> Supplied data
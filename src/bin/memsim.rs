//! Memory allocation simulator CLI
//!
//! Line-oriented front-end over the allocation engine. Stands in for the
//! original graphical panels: it only reads snapshots and never holds
//! allocation state of its own.

use anyhow::Context;
use clap::Parser;
use memsim::{MemoryManager, PlacementPolicy, SeedLayout};
use std::io::{self, BufRead, Write};
use std::path::PathBuf;

#[derive(Parser, Debug)]
#[command(name = "memsim")]
#[command(about = "Contiguous-memory allocation simulator")]
#[command(version)]
struct Args {
    /// Placement policy (first-fit, best-fit, worst-fit, next-fit)
    #[arg(short = 'a', long, default_value = "first-fit")]
    policy: String,

    /// TOML seed layout file (defaults to the built-in 1135 KB layout)
    #[arg(short = 'l', long)]
    layout: Option<PathBuf>,

    /// Print blocks and stats as JSON instead of tables
    #[arg(long)]
    json: bool,
}

fn main() -> anyhow::Result<()> {
    tracing_subscriber::fmt()
        .with_env_filter(
            tracing_subscriber::EnvFilter::from_default_env()
                .add_directive(tracing::Level::WARN.into()),
        )
        .with_writer(io::stderr)
        .init();

    let args = Args::parse();

    let policy: PlacementPolicy = args
        .policy
        .parse()
        .map_err(|e: String| anyhow::anyhow!(e))?;

    let mut memory = match &args.layout {
        Some(path) => {
            let layout = SeedLayout::load(path)
                .with_context(|| format!("failed to load layout {:?}", path))?;
            MemoryManager::with_layout(layout)?
        }
        None => MemoryManager::new(),
    };
    memory.set_policy(policy);

    println!(
        "memsim {} | {} KB total, {} policy | type 'help' for commands",
        memsim::VERSION,
        memory.total_memory(),
        policy
    );

    let stdin = io::stdin();
    let mut out = io::stdout();
    loop {
        print!("> ");
        out.flush()?;

        let mut line = String::new();
        if stdin.lock().read_line(&mut line)? == 0 {
            break; // EOF
        }
        let fields: Vec<&str> = line.split_whitespace().collect();

        match fields.as_slice() {
            [] => {}
            ["quit"] | ["exit"] => break,
            ["help"] => print_help(),
            ["reset"] => {
                memory.reset();
                println!("Memory reset to initial state.");
            }
            ["blocks"] => print_blocks(&memory, args.json)?,
            ["stats"] => print_stats(&memory, args.json)?,
            ["policy", name] => match name.parse::<PlacementPolicy>() {
                Ok(policy) => {
                    memory.set_policy(policy);
                    println!("Policy set to {}.", policy);
                }
                Err(e) => println!("{}", e),
            },
            ["alloc", size, id] => match size.parse::<u64>() {
                Ok(size) => match memory.allocate(size, id) {
                    Ok(()) => println!("Allocated {} KB to '{}'.", size, id),
                    Err(e) => println!("Allocation failed: {}", e),
                },
                Err(_) => println!("Invalid size '{}': expected a positive integer.", size),
            },
            ["free", id] => match memory.deallocate(id) {
                Ok(released) => println!("Deallocated {} KB from '{}'.", released, id),
                Err(e) => println!("Deallocation failed: {}", e),
            },
            _ => println!("Unrecognized command; type 'help'."),
        }
    }

    Ok(())
}

fn print_help() {
    println!("Commands:");
    println!("  alloc <size-kb> <id>   allocate memory to a process id");
    println!("  free <id>              release every block owned by id");
    println!("  policy <name>          switch placement policy");
    println!("  blocks                 show the current block ledger");
    println!("  stats                  show memory counters and fragmentation");
    println!("  reset                  restore the seed layout");
    println!("  quit                   exit");
}

fn print_blocks(memory: &MemoryManager, json: bool) -> anyhow::Result<()> {
    let snapshot = memory.snapshot();
    if json {
        println!("{}", serde_json::to_string_pretty(&snapshot)?);
        return Ok(());
    }

    println!("{:>10}  {:>9}  {:<9}  {}", "Address", "Size (KB)", "Status", "Owner");
    for block in &snapshot {
        let status = if block.allocated { "allocated" } else { "free" };
        let owner = if block.allocated { block.owner_id.as_str() } else { "---" };
        println!(
            "{:>10}  {:>9}  {:<9}  {}",
            format!("{:06X}", block.start_address),
            block.size,
            status,
            owner
        );
    }
    Ok(())
}

fn print_stats(memory: &MemoryManager, json: bool) -> anyhow::Result<()> {
    let stats = memory.stats();
    if json {
        println!("{}", serde_json::to_string_pretty(&stats)?);
        return Ok(());
    }

    let used_pct = if stats.total > 0 {
        stats.used as f64 / stats.total as f64 * 100.0
    } else {
        0.0
    };
    println!(
        "Total: {} KB | Used: {} KB ({:.2}%) | Free: {} KB | Fragmentation: {:.2}%",
        stats.total, stats.used, used_pct, stats.free, stats.fragmentation
    );
    Ok(())
}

> Work to complete
Take the entries above and write them out again unchanged.

> Output for this task
filename src/bin/memsim.rs
//! Memory allocation simulator CLI
//!
//! Line-oriented front-end over the allocation engine. Stands in for the
//! original graphical panels: it only reads snapshots and never holds
//! allocation state of its own.

use anyhow::Context;
use clap::Parser;
use memsim::{MemoryManager, PlacementPolicy, SeedLayout};
use std::io::{self, BufRead, Write};
use std::path::PathBuf;

#[derive(Parser, Debug)]
#[command(name = "memsim")]
#[command(about = "Contiguous-memory allocation simulator")]
#[command(version)]
struct Args {
    /// Placement policy (first-fit, best-fit, worst-fit, next-fit)
    #[arg(short = 'a', long, default_value = "first-fit")]
    policy: String,

    /// TOML seed layout file (defaults to the built-in 1135 KB layout)
    #[arg(short = 'l', long)]
    layout: Option<PathBuf>,

    /// Print blocks and stats as JSON instead of tables
    #[arg(long)]
    json: bool,
}

fn main() -> anyhow::Result<()> {
    tracing_subscriber::fmt()
        .with_env_filter(
            tracing_subscriber::EnvFilter::from_default_env()
                .add_directive(tracing::Level::WARN.into()),
        )
        .with_writer(io::stderr)
        .init();

    let args = Args::parse();

    let policy: PlacementPolicy = args
        .policy
        .parse()
        .map_err(|e: String| anyhow::anyhow!(e))?;

    let mut memory = match &args.layout {
        Some(path) => {
            let layout = SeedLayout::load(path)
                .with_context(|| format!("failed to load layout {:?}", path))?;
            MemoryManager::with_layout(layout)?
        }
        None => MemoryManager::new(),
    };
    memory.set_policy(policy);

    println!(
        "memsim {} | {} KB total, {} policy | type 'help' for commands",
        memsim::VERSION,
        memory.total_memory(),
        policy
    );

    let stdin = io::stdin();
    let mut out = io::stdout();
    loop {
        print!("> ");
        out.flush()?;

        let mut line = String::new();
        if stdin.lock().read_line(&mut line)? == 0 {
            break; // EOF
        }
        let fields: Vec<&str> = line.split_whitespace().collect();

        match fields.as_slice() {
            [] => {}
            ["quit"] | ["exit"] => break,
            ["help"] => print_help(),
            ["reset"] => {
                memory.reset();
                println!("Memory reset to initial state.");
            }
            ["blocks"] => print_blocks(&memory, args.json)?,
            ["stats"] => print_stats(&memory, args.json)?,
            ["policy", name] => match name.parse::<PlacementPolicy>() {
                Ok(policy) => {
                    memory.set_policy(policy);
                    println!("Policy set to {}.", policy);
                }
                Err(e) => println!("{}", e),
            },
            ["alloc", size, id] => match size.parse::<u64>() {
                Ok(size) => match memory.allocate(size, id) {
                    Ok(()) => println!("Allocated {} KB to '{}'.", size, id),
                    Err(e) => println!("Allocation failed: {}", e),
                },
                Err(_) => println!("Invalid size '{}': expected a positive integer.", size),
            },
            ["free", id] => match memory.deallocate(id) {
                Ok(released) => println!("Deallocated {} KB from '{}'.", released, id),
                Err(e) => println!("Deallocation failed: {}", e),
            },
            _ => println!("Unrecognized command; type 'help'."),
        }
    }

    Ok(())
}

fn print_help() {
    println!("Commands:");
    println!("  alloc <size-kb> <id>   allocate memory to a process id");
    println!("  free <id>              release every block owned by id");
    println!("  policy <name>          switch placement policy");
    println!("  blocks                 show the current block ledger");
    println!("  stats                  show memory counters and fragmentation");
    println!("  reset                  restore the seed layout");
    println!("  quit                   exit");
}

fn print_blocks(memory: &MemoryManager, json: bool) -> anyhow::Result<()> {
    let snapshot = memory.snapshot();
    if json {
        println!("{}", serde_json::to_string_pretty(&snapshot)?);
        return Ok(());
    }

    println!("{:>10}  {:>9}  {:<9}  {}", "Address", "Size (KB)", "Status", "Owner");
    for block in &snapshot {
        let status = if block.allocated { "allocated" } else { "free" };
        let owner = if block.allocated { block.owner_id.as_str() } else { "---" };
        println!(
            "{:>10}  {:>9}  {:<9}  {}",
            format!("{:06X}", block.start_address),
            block.size,
            status,
            owner
        );
    }
    Ok(())
}

fn print_stats(memory: &MemoryManager, json: bool) -> anyhow::Result<()> {
    let stats = memory.stats();
    if json {
        println!("{}", serde_json::to_string_pretty(&stats)?);
        return Ok(());
    }

    let used_pct = if stats.total > 0 {
        stats.used as f64 / stats.total as f64 * 100.0
    } else {
        0.0
    };
    println!(
        "Total: {} KB | Used: {} KB ({:.2}%) | Free: {} KB | Fragmentation: {:.2}%",
        stats.total, stats.used, used_pct, stats.free, stats.fragmentation
    );
    Ok(())
}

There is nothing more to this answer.